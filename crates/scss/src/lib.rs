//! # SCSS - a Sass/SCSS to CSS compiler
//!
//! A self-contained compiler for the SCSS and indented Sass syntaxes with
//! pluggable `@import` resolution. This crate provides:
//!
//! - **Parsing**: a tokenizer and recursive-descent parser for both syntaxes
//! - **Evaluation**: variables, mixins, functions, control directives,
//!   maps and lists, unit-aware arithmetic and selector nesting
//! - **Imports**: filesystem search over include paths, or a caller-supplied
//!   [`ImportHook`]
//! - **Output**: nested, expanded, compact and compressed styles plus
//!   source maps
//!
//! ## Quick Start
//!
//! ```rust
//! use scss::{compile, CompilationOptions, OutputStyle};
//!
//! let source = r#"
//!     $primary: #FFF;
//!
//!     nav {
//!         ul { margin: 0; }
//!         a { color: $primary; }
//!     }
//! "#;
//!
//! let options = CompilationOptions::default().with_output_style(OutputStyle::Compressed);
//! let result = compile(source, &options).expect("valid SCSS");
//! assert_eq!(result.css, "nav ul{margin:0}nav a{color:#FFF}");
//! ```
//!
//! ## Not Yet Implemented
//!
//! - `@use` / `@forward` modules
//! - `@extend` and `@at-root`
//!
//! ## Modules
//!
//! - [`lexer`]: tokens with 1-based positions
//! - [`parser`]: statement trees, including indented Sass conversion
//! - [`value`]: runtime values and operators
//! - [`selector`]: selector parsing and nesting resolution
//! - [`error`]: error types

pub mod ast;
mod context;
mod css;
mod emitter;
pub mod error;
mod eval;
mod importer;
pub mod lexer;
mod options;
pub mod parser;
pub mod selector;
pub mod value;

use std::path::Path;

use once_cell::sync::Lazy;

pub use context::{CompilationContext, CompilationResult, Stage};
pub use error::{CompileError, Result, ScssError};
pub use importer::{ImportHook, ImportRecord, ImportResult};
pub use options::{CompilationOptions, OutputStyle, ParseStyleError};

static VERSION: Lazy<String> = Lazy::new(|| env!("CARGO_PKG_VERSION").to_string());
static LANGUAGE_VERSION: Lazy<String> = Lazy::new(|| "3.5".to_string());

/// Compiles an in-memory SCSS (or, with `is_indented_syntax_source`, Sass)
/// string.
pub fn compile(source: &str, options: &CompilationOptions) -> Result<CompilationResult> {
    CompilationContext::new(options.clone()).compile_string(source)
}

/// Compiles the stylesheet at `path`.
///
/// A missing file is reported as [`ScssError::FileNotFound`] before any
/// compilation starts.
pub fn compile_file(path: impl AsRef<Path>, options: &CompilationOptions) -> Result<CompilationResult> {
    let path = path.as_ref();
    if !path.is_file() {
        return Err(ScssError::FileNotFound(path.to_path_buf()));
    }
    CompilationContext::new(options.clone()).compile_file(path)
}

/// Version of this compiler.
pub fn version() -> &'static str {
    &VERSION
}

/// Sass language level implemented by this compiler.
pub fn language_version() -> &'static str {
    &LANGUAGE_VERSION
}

• • • • •

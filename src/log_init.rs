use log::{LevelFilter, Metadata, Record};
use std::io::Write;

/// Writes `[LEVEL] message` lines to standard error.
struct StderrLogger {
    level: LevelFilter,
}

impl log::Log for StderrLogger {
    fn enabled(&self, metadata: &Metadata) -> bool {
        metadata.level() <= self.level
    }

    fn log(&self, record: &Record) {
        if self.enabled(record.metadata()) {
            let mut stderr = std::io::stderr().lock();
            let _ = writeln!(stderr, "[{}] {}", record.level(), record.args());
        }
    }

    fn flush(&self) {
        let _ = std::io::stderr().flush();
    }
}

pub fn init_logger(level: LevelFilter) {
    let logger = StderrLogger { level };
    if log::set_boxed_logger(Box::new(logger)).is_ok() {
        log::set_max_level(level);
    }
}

• • • • •

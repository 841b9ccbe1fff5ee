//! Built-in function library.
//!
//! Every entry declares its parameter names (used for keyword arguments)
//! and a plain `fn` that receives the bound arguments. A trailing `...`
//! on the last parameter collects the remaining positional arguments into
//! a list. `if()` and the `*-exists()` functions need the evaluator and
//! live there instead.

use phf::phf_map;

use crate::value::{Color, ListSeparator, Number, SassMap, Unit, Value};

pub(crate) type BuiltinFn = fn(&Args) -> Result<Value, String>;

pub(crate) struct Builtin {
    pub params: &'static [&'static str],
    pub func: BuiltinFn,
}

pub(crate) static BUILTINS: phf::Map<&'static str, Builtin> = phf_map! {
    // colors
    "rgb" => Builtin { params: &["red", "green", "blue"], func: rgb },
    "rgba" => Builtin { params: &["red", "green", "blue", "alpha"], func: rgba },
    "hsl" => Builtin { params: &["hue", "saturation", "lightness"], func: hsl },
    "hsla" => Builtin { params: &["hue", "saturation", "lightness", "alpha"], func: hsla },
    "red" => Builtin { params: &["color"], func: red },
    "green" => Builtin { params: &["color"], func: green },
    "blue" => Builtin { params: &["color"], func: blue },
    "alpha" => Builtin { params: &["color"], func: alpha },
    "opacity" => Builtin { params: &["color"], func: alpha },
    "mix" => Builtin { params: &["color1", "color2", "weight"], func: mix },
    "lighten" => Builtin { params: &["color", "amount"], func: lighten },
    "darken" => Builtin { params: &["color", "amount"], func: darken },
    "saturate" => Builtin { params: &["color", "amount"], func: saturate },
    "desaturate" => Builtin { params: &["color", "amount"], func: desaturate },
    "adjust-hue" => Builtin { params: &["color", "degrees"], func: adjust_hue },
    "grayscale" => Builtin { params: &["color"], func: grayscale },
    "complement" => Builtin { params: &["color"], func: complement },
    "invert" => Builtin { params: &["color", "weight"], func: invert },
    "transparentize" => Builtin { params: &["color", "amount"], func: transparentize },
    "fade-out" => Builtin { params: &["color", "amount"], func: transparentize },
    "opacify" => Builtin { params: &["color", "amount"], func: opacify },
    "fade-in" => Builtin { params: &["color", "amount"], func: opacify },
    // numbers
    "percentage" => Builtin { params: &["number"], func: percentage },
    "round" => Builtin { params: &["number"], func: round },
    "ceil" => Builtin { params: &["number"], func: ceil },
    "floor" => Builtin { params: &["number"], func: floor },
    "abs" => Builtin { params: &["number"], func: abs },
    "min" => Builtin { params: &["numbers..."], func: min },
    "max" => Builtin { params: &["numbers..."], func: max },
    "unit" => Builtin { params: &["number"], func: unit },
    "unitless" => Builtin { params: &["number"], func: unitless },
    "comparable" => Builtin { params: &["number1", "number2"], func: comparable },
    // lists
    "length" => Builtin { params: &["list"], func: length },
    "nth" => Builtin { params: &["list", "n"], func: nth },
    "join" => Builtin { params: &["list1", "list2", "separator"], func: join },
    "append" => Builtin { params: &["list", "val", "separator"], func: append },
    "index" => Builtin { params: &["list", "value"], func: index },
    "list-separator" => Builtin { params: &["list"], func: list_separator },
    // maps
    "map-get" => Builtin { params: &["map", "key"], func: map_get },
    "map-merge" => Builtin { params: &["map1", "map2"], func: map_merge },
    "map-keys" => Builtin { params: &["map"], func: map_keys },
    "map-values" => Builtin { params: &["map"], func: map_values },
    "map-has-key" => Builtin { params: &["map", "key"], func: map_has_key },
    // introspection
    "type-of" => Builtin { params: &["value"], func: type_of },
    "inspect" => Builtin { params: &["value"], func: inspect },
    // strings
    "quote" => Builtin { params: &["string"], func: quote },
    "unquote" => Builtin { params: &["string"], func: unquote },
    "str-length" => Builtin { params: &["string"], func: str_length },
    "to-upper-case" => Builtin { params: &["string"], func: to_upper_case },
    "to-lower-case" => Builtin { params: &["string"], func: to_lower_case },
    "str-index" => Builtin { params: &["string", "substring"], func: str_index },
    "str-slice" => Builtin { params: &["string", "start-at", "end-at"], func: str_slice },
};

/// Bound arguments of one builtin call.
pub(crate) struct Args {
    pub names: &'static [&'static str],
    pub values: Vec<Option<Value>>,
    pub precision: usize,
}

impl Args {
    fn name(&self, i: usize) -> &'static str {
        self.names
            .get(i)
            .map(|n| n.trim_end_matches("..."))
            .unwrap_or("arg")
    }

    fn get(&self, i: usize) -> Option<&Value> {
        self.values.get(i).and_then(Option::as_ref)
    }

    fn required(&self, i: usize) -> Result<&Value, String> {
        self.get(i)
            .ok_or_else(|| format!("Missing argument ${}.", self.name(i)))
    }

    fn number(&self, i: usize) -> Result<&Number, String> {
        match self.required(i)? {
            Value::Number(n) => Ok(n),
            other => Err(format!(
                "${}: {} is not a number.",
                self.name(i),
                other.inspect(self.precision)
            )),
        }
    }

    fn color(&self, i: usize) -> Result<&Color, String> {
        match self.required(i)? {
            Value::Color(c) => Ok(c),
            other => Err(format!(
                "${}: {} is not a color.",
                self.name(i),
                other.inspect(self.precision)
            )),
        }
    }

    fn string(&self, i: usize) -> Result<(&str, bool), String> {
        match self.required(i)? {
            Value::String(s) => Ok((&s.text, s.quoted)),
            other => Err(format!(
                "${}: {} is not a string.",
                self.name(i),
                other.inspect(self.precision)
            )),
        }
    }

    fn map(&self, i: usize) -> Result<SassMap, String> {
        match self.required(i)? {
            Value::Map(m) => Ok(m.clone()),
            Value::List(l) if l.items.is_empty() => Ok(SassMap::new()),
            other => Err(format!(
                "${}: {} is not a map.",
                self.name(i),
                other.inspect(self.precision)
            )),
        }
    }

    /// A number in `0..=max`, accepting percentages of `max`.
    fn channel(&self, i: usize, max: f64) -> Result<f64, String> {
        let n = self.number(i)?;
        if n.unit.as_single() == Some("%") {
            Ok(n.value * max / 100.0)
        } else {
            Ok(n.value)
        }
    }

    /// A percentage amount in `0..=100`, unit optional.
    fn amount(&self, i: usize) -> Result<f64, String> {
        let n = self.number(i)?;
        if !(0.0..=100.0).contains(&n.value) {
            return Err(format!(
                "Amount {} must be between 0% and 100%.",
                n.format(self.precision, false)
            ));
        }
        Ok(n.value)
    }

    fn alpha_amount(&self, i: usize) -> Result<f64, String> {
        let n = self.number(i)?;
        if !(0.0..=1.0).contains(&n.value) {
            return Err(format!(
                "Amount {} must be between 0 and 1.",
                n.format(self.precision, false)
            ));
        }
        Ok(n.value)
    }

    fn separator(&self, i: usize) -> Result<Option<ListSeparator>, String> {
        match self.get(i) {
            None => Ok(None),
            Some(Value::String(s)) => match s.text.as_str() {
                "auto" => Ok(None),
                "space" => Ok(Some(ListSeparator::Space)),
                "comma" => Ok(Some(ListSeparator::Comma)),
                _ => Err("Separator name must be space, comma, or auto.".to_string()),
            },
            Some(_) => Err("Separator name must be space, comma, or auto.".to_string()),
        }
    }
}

• • • • •

Problem – Where a line above holds the string "case", show that line.

Result –
    "to-upper-case" => Builtin { params: &["string"], func: to_upper_case },
    "to-lower-case" => Builtin { params: &["string"], func: to_lower_case },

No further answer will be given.